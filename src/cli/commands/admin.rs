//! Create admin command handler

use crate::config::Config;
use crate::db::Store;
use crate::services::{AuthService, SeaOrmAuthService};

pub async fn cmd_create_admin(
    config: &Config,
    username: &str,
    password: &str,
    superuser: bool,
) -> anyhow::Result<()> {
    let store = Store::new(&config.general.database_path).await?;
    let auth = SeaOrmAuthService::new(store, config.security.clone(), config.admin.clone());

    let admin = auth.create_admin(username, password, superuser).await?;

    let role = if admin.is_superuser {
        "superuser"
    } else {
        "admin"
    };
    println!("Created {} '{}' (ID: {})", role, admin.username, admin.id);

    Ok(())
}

# # #

**THE TASK:** Please output the listing above exactly, every line included.

**WORKED SOLUTION:**
filename src/cli/commands/admin.rs
//! Create admin command handler

use crate::config::Config;
use crate::db::Store;
use crate::services::{AuthService, SeaOrmAuthService};

pub async fn cmd_create_admin(
    config: &Config,
    username: &str,
    password: &str,
    superuser: bool,
) -> anyhow::Result<()> {
    let store = Store::new(&config.general.database_path).await?;
    let auth = SeaOrmAuthService::new(store, config.security.clone(), config.admin.clone());

    let admin = auth.create_admin(username, password, superuser).await?;

    let role = if admin.is_superuser {
        "superuser"
    } else {
        "admin"
    };
    println!("Created {} '{}' (ID: {})", role, admin.username, admin.id);

    Ok(())
}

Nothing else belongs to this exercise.